The H3 subtype avian influenza virus (AIV) has been widely spread in birds and known as a natural source of mammalian influenza viruses. Based on data from public databases and our surveillance data, we analysed the ecology, evolution, and spread of H3 AIVs.

Sublineages of H3 AIVs have been detected worldwide, infecting various birds, at least 90 species in wild birds and poultry. Important areas for large-scale and local dissemination of H3 AIVs were identified, such as Alaska, Central Asia, and Chinese provinces.

The H3 viruses have elevated the HA gene substitution rate after introduction from wild birds to domestic poultry, and even faster in domestic chickens. Our results implied an evolutionary mechanism of H3 AIV cross-species transmission, that viruses from wild birds to domestic poultry have accelerated substitution rate by shorter generation time and host selection.
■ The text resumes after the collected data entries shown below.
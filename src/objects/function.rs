//! Callable objects: compiled functions, closures, upvalues, natives, bound
//! methods and properties.

use crate::chunk::Chunk;
use crate::heap::HeapId;
use crate::value::Value;
use crate::vm::{Vm, VmResult};

/// Signature flags recorded by the compiler.
#[derive(Debug, Clone, Copy, Default)]
pub(crate) struct FunctionFlags {
    /// Has a `*args` collector parameter.
    pub collects_args: bool,
    /// Has a `**kwargs` collector parameter.
    pub collects_kwargs: bool,
    /// Body contains `yield`; calls construct a generator instead of a frame.
    pub is_generator: bool,
    /// Declared `@staticmethod`; attribute access returns it unbound.
    pub is_static_method: bool,
}

/// Debug record mapping a local slot to its name and live bytecode range.
#[derive(Debug, Clone, Copy)]
pub(crate) struct LocalEntry {
    pub slot: u32,
    pub birthday: u32,
    pub deathday: u32,
    pub name: HeapId,
}

/// A compiled function: a chunk plus everything the call machinery needs to
/// bind arguments and everything tooling needs to describe the function.
#[derive(Debug)]
pub(crate) struct FunctionObj {
    pub chunk: Chunk,
    pub name: Option<HeapId>,
    pub docstring: Option<HeapId>,
    /// Names of required positional parameters, in order.
    pub required_args: Vec<HeapId>,
    /// Names of defaulted (keyword) parameters, in order, followed by the
    /// collector names when present.
    pub keyword_args: Vec<HeapId>,
    pub upvalue_count: usize,
    pub flags: FunctionFlags,
    pub local_names: Vec<LocalEntry>,
    /// Module instance whose field table is this function's global namespace.
    pub globals: Option<HeapId>,
}

impl FunctionObj {
    pub fn new() -> Self {
        Self {
            chunk: Chunk::new(),
            name: None,
            docstring: None,
            required_args: Vec::new(),
            keyword_args: Vec::new(),
            upvalue_count: 0,
            flags: FunctionFlags::default(),
            local_names: Vec::new(),
            globals: None,
        }
    }
}

/// A function together with its captured upvalues.
#[derive(Debug)]
pub(crate) struct ClosureObj {
    pub function: HeapId,
    pub upvalues: Vec<HeapId>,
}

/// A captured variable: open while its stack slot is live, closed after.
#[derive(Debug)]
pub(crate) struct UpvalueObj {
    /// Absolute stack slot while open; `None` once closed.
    pub location: Option<usize>,
    /// The captured value once closed.
    pub closed: Value,
}

/// Native function signature. `args[0]` is the receiver for methods. When
/// `has_kwargs` is set the final argument is a dict of keyword arguments.
pub type NativeFn = fn(&mut Vm, &[Value], bool) -> VmResult<Value>;

/// A function implemented in Rust.
#[derive(Debug)]
pub(crate) struct NativeObj {
    pub function: NativeFn,
    pub name: &'static str,
    pub doc: Option<&'static str>,
    pub is_method: bool,
    /// Attribute access calls the function instead of binding it.
    pub is_dynamic_property: bool,
    /// Attribute access returns the native unbound.
    pub is_static: bool,
}

/// A receiver paired with a method, produced by attribute access.
#[derive(Debug)]
pub(crate) struct BoundMethodObj {
    pub receiver: Value,
    pub method: Value,
}

/// A getter wrapper created by `@property`.
#[derive(Debug)]
pub(crate) struct PropertyObj {
    pub method: Value,
}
Novel chicken H3 viruses, especially H3N8 G25 viruses that have spilled over to humans, require high attention.

       (SNIP)

Regional spread of H3 sublineages

Two sublineages, Asia and EA-North America, had spread intra continentally. The Asia sublineage spanned multiple countries within the eastern Asian continent (Appendix Figure 7). Mongolia might play a key role for virus spatial diffusion. Transmission routes between Mongolia and other Asian regions, including northern China, eastern China, Far East Russia, South Asia, and Southeast Asia, were highly supported (Fig. 3A).
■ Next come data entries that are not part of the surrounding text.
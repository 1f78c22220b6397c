//! Binary operator dispatch.
//!
//! Arithmetic and comparison instructions first try direct paths on ints,
//! floats and the builtin containers, then fall back to the operand classes'
//! dunder slots: the left operand's method first, then the right operand's
//! reflected method when the left returns the not-implemented sentinel.
//! Integer arithmetic is checked, so overflow raises `OverflowError` rather
//! than wrapping, and division and modulo follow floored semantics.

use num_integer::Integer;

use crate::chunk::OpCode;
use crate::heap::HeapData;
use crate::objects::Special;
use crate::value::{values_same, Value};

use super::{Raised, Vm, VmResult};

impl Vm {
    /// The sentinel a dunder returns to decline an operation.
    pub(crate) fn not_implemented_value(&self) -> Value {
        Value::Ref(self.exceptions.not_implemented_error)
    }

    pub(crate) fn is_not_implemented(&self, v: Value) -> bool {
        values_same(v, self.not_implemented_value())
    }

    pub(crate) fn binary_operator(&mut self, op: OpCode, a: Value, b: Value) -> VmResult<Value> {
        if let Some(result) = self.fast_binary(op, a, b)? {
            return Ok(result);
        }
        let (special, reflected, symbol) = match op {
            OpCode::Add => (Special::Add, Special::RAdd, "+"),
            OpCode::Subtract => (Special::Sub, Special::RSub, "-"),
            OpCode::Multiply => (Special::Mul, Special::RMul, "*"),
            OpCode::Divide => (Special::Div, Special::RDiv, "/"),
            OpCode::Modulo => (Special::Mod, Special::RMod, "%"),
            OpCode::Pow => (Special::Pow, Special::RPow, "**"),
            OpCode::BitAnd => (Special::BitAnd, Special::RBitAnd, "&"),
            OpCode::BitOr => (Special::BitOr, Special::RBitOr, "|"),
            OpCode::BitXor => (Special::BitXor, Special::RBitXor, "^"),
            OpCode::ShiftLeft => (Special::Lshift, Special::RLshift, "<<"),
            OpCode::ShiftRight => (Special::Rshift, Special::RRshift, ">>"),
            OpCode::Less => (Special::Lt, Special::Gt, "<"),
            OpCode::Greater => (Special::Gt, Special::Lt, ">"),
            _ => unreachable!("not a binary operator: {op}"),
        };
        self.dispatch_binary(special, reflected, symbol, a, b)
    }

    /// Direct implementations for the builtin types; `Ok(None)` means "use
    /// dunder dispatch".
    fn fast_binary(&mut self, op: OpCode, a: Value, b: Value) -> VmResult<Option<Value>> {
        // Integer (and bool) pairs.
        if let (Some(x), Some(y)) = (a.as_int(), b.as_int()) {
            if !matches!((a, b), (Value::Float(_), _) | (_, Value::Float(_))) {
                return self.int_binary(op, x, y).map(Some);
            }
        }
        // Mixed numeric promotes to float.
        if let (Some(x), Some(y)) = (a.as_float(), b.as_float()) {
            return self.float_binary(op, x, y).map(Some);
        }

        // Containers and strings: build the owned result first (immutable
        // heap reads), then allocate.
        enum Built {
            Str(String),
            List(Vec<Value>),
            Bytes(Vec<u8>),
            Tuple(Vec<Value>),
            Value(Value),
        }
        let built = match (op, a.as_ref_id(), b.as_ref_id()) {
            (OpCode::Add, Some(x), Some(y)) => match (self.heap.get(x), self.heap.get(y)) {
                (HeapData::Str(p), HeapData::Str(q)) => {
                    Some(Built::Str(format!("{}{}", p.as_str(), q.as_str())))
                }
                (HeapData::List(p), HeapData::List(q)) => {
                    let mut items = p.items.clone();
                    items.extend(q.items.iter().copied());
                    Some(Built::List(items))
                }
                (HeapData::Bytes(p), HeapData::Bytes(q)) => {
                    let mut bytes = p.bytes.to_vec();
                    bytes.extend_from_slice(&q.bytes);
                    Some(Built::Bytes(bytes))
                }
                (HeapData::Tuple(p), HeapData::Tuple(q)) => {
                    let mut items = p.items.to_vec();
                    items.extend(q.items.iter().copied());
                    Some(Built::Tuple(items))
                }
                _ => None,
            },
            (OpCode::Multiply, Some(x), None) => repeat_value(self, x, b),
            (OpCode::Multiply, None, Some(y)) => repeat_value(self, y, a),
            (OpCode::Less, Some(x), Some(y)) => match (self.heap.get(x), self.heap.get(y)) {
                (HeapData::Str(p), HeapData::Str(q)) => {
                    Some(Built::Value(Value::Bool(p.as_str() < q.as_str())))
                }
                _ => None,
            },
            (OpCode::Greater, Some(x), Some(y)) => match (self.heap.get(x), self.heap.get(y)) {
                (HeapData::Str(p), HeapData::Str(q)) => {
                    Some(Built::Value(Value::Bool(p.as_str() > q.as_str())))
                }
                _ => None,
            },
            _ => None,
        };
        return Ok(match built {
            Some(Built::Str(s)) => Some(self.take_string(s)),
            Some(Built::List(items)) => Some(self.new_list(items)),
            Some(Built::Bytes(bytes)) => Some(self.new_bytes(bytes)),
            Some(Built::Tuple(items)) => Some(self.new_tuple(items)),
            Some(Built::Value(v)) => Some(v),
            None => None,
        });

        /// `str * n` and `list * n`, as owned data.
        fn repeat_value(vm: &Vm, container: crate::heap::HeapId, count: Value) -> Option<Built> {
            let n = count.as_int()?.max(0) as usize;
            match vm.heap.get(container) {
                HeapData::Str(s) => Some(Built::Str(s.as_str().repeat(n))),
                HeapData::List(l) => {
                    let mut items = Vec::with_capacity(l.items.len() * n);
                    for _ in 0..n {
                        items.extend(l.items.iter().copied());
                    }
                    Some(Built::List(items))
                }
                _ => None,
            }
        }
    }

    fn int_binary(&mut self, op: OpCode, x: i64, y: i64) -> VmResult<Value> {
        let overflow = |vm: &mut Vm| {
            vm.runtime_error(
                vm.exceptions.overflow_error,
                "integer arithmetic overflows",
            )
        };
        Ok(match op {
            OpCode::Add => Value::Int(x.checked_add(y).ok_or_else(|| overflow(self))?),
            OpCode::Subtract => Value::Int(x.checked_sub(y).ok_or_else(|| overflow(self))?),
            OpCode::Multiply => Value::Int(x.checked_mul(y).ok_or_else(|| overflow(self))?),
            OpCode::Divide => {
                if y == 0 {
                    return Err(self.zero_division("integer division or modulo by zero"));
                }
                if x == i64::MIN && y == -1 {
                    return Err(overflow(self));
                }
                Value::Int(x.div_floor(&y))
            }
            OpCode::Modulo => {
                if y == 0 {
                    return Err(self.zero_division("integer division or modulo by zero"));
                }
                if x == i64::MIN && y == -1 {
                    Value::Int(0)
                } else {
                    Value::Int(x.mod_floor(&y))
                }
            }
            OpCode::Pow => {
                if y < 0 {
                    Value::Float((x as f64).powf(y as f64))
                } else {
                    let exp = u32::try_from(y).map_err(|_| overflow(self))?;
                    Value::Int(x.checked_pow(exp).ok_or_else(|| overflow(self))?)
                }
            }
            OpCode::BitAnd => Value::Int(x & y),
            OpCode::BitOr => Value::Int(x | y),
            OpCode::BitXor => Value::Int(x ^ y),
            OpCode::ShiftLeft => {
                let shift = self.shift_amount(y)?;
                Value::Int(x.checked_shl(shift).ok_or_else(|| overflow(self))?)
            }
            OpCode::ShiftRight => {
                let shift = self.shift_amount(y)?;
                Value::Int(x >> shift.min(63))
            }
            OpCode::Less => Value::Bool(x < y),
            OpCode::Greater => Value::Bool(x > y),
            _ => unreachable!(),
        })
    }

    fn float_binary(&mut self, op: OpCode, x: f64, y: f64) -> VmResult<Value> {
        Ok(match op {
            OpCode::Add => Value::Float(x + y),
            OpCode::Subtract => Value::Float(x - y),
            OpCode::Multiply => Value::Float(x * y),
            OpCode::Divide => {
                if y == 0.0 {
                    return Err(self.zero_division("float division by zero"));
                }
                Value::Float(x / y)
            }
            OpCode::Modulo => {
                if y == 0.0 {
                    return Err(self.zero_division("float division by zero"));
                }
                Value::Float(x - (x / y).floor() * y)
            }
            OpCode::Pow => Value::Float(x.powf(y)),
            OpCode::Less => Value::Bool(x < y),
            OpCode::Greater => Value::Bool(x > y),
            OpCode::BitAnd
            | OpCode::BitOr
            | OpCode::BitXor
            | OpCode::ShiftLeft
            | OpCode::ShiftRight => {
                return Err(self.runtime_error(
                    self.exceptions.type_error,
                    "unsupported operand type for bitwise operation: 'float'",
                ))
            }
            _ => unreachable!(),
        })
    }

    fn shift_amount(&mut self, y: i64) -> VmResult<u32> {
        if y < 0 {
            return Err(self.runtime_error(self.exceptions.value_error, "negative shift count"));
        }
        u32::try_from(y).map_err(|_| {
            self.runtime_error(self.exceptions.overflow_error, "shift count too large")
        })
    }

    fn zero_division(&mut self, message: &str) -> Raised {
        self.runtime_error(self.exceptions.zero_division_error, message.to_string())
    }

    fn dispatch_binary(
        &mut self,
        special: Special,
        reflected: Special,
        symbol: &str,
        a: Value,
        b: Value,
    ) -> VmResult<Value> {
        if let Some(method) = self.special_of(a, special) {
            self.push(a);
            self.push(b);
            let result = self.call_simple(method, 2)?;
            if !self.is_not_implemented(result) {
                return Ok(result);
            }
        }
        if let Some(method) = self.special_of(b, reflected) {
            self.push(b);
            self.push(a);
            let result = self.call_simple(method, 2)?;
            if !self.is_not_implemented(result) {
                return Ok(result);
            }
        }
        let left = self.type_name(a).to_string();
        let right = self.type_name(b).to_string();
        Err(self.runtime_error(
            self.exceptions.type_error,
            format!("unsupported operand type(s) for {symbol}: '{left}' and '{right}'"),
        ))
    }

    /// Language-level `==`: structural equality first, then `__eq__` with
    /// reflected fallback for instances.
    pub(crate) fn values_equal_dispatch(&mut self, a: Value, b: Value) -> VmResult<bool> {
        if self.heap.values_equal(a, b) {
            return Ok(true);
        }
        let is_instance = |vm: &Vm, v: Value| {
            matches!(
                v.as_ref_id().map(|id| vm.heap.get(id)),
                Some(HeapData::Instance(_))
            )
        };
        if is_instance(self, a) {
            if let Some(eq) = self.special_of(a, Special::Eq) {
                self.push(a);
                self.push(b);
                let result = self.call_simple(eq, 2)?;
                if !self.is_not_implemented(result) {
                    return Ok(!self.is_falsey(result));
                }
            }
        }
        if is_instance(self, b) {
            if let Some(eq) = self.special_of(b, Special::Eq) {
                self.push(b);
                self.push(a);
                let result = self.call_simple(eq, 2)?;
                if !self.is_not_implemented(result) {
                    return Ok(!self.is_falsey(result));
                }
            }
        }
        Ok(false)
    }
}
EA-North America sublineage viruses were mainly detected in Alaska (Appendix Figure 8). Statistical evidence supports that viral transmission may occur between Alaska and the Canadian Prairies, as well as between the Canadian Prairies and the Western USA. (Fig. 3B).

        

       (SNIP)

In this study, we have found several hot spots for H3 AIV large-scale spreading, including Alaska, Central Asia, Japan, Eastern China, and Mongolia.

Alaska is an important pathway for H3 AIV to spread between the Eastern Hemisphere and the Western Hemisphere, e.g., sublineage Worldwide-1 and Europe-Asia. Migratory waterfowls, particularly green-winged teals25 and northern pintails26, that could rapidly fly long distances carrying AIVs were frequently monitored in Alaska, where overlaps of flyways may contribute to the intercontinental movement of AIVs between Eurasia and North America27.

        (Continue . . . )

In 2008, in USGS: Genetic Evidence Of The Movement Of Avian Influenza Viruses From Asia To North America, we saw evidence that suggested migratory birds may play a larger role in intercontinental spread of avian influenza viruses than previously thought.
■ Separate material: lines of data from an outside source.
use crate::{PinMapError, Result};
use async_trait::async_trait;
use serde::{Deserialize, Serialize};

/// Location labels for a coordinate, used to annotate manually dropped pins
#[derive(Debug, Clone, Default, PartialEq, Serialize, Deserialize)]
pub struct PlaceLabel {
    pub city: String,
    pub country: String,
    pub label: String,
}

/// Reverse-geocoding seam
#[async_trait]
pub trait Geocoder: Send + Sync {
    async fn reverse(&self, lng: f64, lat: f64) -> Result<PlaceLabel>;
}

/// Best-effort lookup: any failure degrades to empty fields and a log line.
/// Geocoding never blocks pin creation.
pub async fn label_or_empty(geocoder: &dyn Geocoder, lng: f64, lat: f64) -> PlaceLabel {
    match geocoder.reverse(lng, lat).await {
        Ok(label) => label,
        Err(err) => {
            log::warn!("reverse geocode failed for ({lng}, {lat}): {err}");
            PlaceLabel::default()
        }
    }
}

/// Nominatim-style reverse geocoding client
pub struct NominatimGeocoder {
    client: reqwest::Client,
    endpoint: String,
}

#[derive(Deserialize)]
struct NominatimResponse {
    display_name: Option<String>,
    address: Option<NominatimAddress>,
}

#[derive(Deserialize)]
struct NominatimAddress {
    city: Option<String>,
    town: Option<String>,
    village: Option<String>,
    country: Option<String>,
}

impl NominatimGeocoder {
    pub fn new(endpoint: impl Into<String>) -> Self {
        Self {
            client: reqwest::Client::new(),
            endpoint: endpoint.into(),
        }
    }
}

impl Default for NominatimGeocoder {
    fn default() -> Self {
        Self::new("https://nominatim.openstreetmap.org/reverse")
    }
}

#[async_trait]
impl Geocoder for NominatimGeocoder {
    async fn reverse(&self, lng: f64, lat: f64) -> Result<PlaceLabel> {
        if !lng.is_finite() || !lat.is_finite() {
            return Err(PinMapError::InvalidCoordinates(format!("({lng}, {lat})")));
        }

        let response = self
            .client
            .get(&self.endpoint)
            .query(&[
                ("lon", lng.to_string()),
                ("lat", lat.to_string()),
                ("format", "jsonv2".to_string()),
            ])
            .send()
            .await?
            .error_for_status()?;

        let body: NominatimResponse = response.json().await?;
        let address = body.address.unwrap_or(NominatimAddress {
            city: None,
            town: None,
            village: None,
            country: None,
        });

        Ok(PlaceLabel {
            city: address
                .city
                .or(address.town)
                .or(address.village)
                .unwrap_or_default(),
            country: address.country.unwrap_or_default(),
            label: body.display_name.unwrap_or_default(),
        })
    }
}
However, as late as November of 2014, the debate over the ability of migratory birds to spread avian flu over long distances was still raging (see Bird Flu Spread: The Flyway Or The Highway?), with many experts and agencies insisting that `Sick birds don't fly'.

Less than a month later, in (December 2014) we saw H5Nx wing its way  from Asia to North America for the first time, dispelling the notion that the Western Hemisphere was somehow protected by vast ocean distances.

 

A few months later, in 2015's USGS: Alaska - A Hotspot For Eurasian Avian Flu Introductions, we looked at how overlapping migratory flyways could facilitate the spread of Chinese avian viruses to North America (and vice-versa).

We revisited this risk in 2016 in USGS: Alaska Still A Likely Portal For Introduction Of Avian Viruses. There are also Atlantic Ocean overlaps between the European and North American flyways (see PLoS One: North Atlantic Flyways Provide Opportunities For Spread Of Avian Influenza Viruses).

These migratory flyway overlaps helped funnel H5Nx into North America in late 2014, and H5N1 in 2021 (see Multiple Introductions of H5 HPAI Viruses into Canada Via both East Asia-Australasia/Pacific & Atlantic Flyways).

All of which means that what happens with avian flu in the chicken coops of China, or the flyways of Siberia, is more than just a local concern.  

And if China's scientists are troubled by what they are seeing with H3Nx, we probably should be paying closer attention.